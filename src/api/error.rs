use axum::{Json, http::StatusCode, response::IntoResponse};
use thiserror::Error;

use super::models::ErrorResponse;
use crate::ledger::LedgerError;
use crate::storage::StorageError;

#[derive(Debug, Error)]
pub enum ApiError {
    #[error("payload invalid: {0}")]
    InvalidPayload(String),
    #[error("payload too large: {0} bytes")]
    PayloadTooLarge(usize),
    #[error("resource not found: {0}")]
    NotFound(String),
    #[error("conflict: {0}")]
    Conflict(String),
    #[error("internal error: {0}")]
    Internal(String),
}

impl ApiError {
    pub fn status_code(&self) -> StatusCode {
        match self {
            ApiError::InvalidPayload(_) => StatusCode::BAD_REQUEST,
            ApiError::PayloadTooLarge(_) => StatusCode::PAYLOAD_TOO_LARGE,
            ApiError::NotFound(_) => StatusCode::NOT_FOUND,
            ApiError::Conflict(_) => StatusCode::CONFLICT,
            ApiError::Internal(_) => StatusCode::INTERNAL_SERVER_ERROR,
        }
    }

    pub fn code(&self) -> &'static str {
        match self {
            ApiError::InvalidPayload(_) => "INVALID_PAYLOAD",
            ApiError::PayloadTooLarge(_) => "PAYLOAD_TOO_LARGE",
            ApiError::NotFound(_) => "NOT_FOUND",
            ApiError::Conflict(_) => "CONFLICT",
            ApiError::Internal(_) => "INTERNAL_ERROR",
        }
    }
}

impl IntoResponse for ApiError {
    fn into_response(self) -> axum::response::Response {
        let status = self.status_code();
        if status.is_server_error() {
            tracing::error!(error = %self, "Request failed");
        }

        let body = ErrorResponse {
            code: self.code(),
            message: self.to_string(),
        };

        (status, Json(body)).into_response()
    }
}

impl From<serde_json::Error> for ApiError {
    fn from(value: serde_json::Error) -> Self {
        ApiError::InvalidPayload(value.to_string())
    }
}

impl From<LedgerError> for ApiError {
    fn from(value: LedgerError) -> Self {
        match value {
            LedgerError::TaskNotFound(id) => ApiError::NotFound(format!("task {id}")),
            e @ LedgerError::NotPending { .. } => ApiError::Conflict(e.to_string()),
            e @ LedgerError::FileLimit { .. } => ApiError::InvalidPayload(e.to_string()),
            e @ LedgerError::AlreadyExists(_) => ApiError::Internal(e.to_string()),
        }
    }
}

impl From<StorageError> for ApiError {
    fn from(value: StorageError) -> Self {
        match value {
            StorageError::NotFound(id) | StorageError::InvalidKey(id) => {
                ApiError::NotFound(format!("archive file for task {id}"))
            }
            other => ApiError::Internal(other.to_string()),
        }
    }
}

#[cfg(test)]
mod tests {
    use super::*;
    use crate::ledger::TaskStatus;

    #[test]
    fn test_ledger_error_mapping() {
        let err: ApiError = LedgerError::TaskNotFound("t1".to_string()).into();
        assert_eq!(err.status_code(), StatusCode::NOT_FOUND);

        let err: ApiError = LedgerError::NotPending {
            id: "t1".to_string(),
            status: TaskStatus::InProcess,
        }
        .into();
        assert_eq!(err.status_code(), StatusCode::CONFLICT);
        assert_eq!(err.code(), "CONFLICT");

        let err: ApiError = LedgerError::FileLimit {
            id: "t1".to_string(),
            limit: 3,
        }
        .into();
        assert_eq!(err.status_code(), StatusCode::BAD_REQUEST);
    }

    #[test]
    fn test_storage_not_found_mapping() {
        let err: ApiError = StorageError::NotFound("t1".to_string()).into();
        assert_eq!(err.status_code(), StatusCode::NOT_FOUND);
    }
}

--

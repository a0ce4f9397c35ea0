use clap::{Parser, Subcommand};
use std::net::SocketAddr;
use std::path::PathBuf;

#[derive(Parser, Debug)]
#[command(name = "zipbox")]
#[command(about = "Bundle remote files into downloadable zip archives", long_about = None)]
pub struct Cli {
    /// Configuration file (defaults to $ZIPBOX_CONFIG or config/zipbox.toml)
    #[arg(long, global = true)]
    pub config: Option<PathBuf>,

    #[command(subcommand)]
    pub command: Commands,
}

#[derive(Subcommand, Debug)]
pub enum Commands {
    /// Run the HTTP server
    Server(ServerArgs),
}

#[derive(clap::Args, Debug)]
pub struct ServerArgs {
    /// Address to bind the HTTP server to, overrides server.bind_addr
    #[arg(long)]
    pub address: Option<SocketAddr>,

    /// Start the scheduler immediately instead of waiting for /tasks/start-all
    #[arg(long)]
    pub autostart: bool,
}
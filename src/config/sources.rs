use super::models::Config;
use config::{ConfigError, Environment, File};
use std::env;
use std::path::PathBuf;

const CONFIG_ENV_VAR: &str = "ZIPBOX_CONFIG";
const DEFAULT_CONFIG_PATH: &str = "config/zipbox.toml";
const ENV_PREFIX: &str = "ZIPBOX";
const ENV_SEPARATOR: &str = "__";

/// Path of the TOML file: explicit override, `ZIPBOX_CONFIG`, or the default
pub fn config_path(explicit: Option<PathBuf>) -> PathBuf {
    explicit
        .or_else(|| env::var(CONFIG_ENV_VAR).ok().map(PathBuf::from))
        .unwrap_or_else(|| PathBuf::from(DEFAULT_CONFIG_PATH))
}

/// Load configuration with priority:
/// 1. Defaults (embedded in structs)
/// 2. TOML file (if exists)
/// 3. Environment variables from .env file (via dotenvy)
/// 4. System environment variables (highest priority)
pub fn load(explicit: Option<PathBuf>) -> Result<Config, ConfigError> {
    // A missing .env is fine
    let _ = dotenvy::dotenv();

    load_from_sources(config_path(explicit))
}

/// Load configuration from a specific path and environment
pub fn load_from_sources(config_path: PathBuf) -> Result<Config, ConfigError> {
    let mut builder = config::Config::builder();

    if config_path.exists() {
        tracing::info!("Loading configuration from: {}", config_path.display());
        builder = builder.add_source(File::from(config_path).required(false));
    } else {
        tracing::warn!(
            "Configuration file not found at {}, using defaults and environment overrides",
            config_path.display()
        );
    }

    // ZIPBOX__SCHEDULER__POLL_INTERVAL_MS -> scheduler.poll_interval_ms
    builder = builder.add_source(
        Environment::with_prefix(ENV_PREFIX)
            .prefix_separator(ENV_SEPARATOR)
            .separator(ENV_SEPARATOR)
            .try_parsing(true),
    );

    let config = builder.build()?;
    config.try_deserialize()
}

• [Exercise goal]: Given the word "super", show every line of the records that contains it.

• [Answer space]:
use super::models::ErrorResponse;
    use super::*;
use super::models::Config;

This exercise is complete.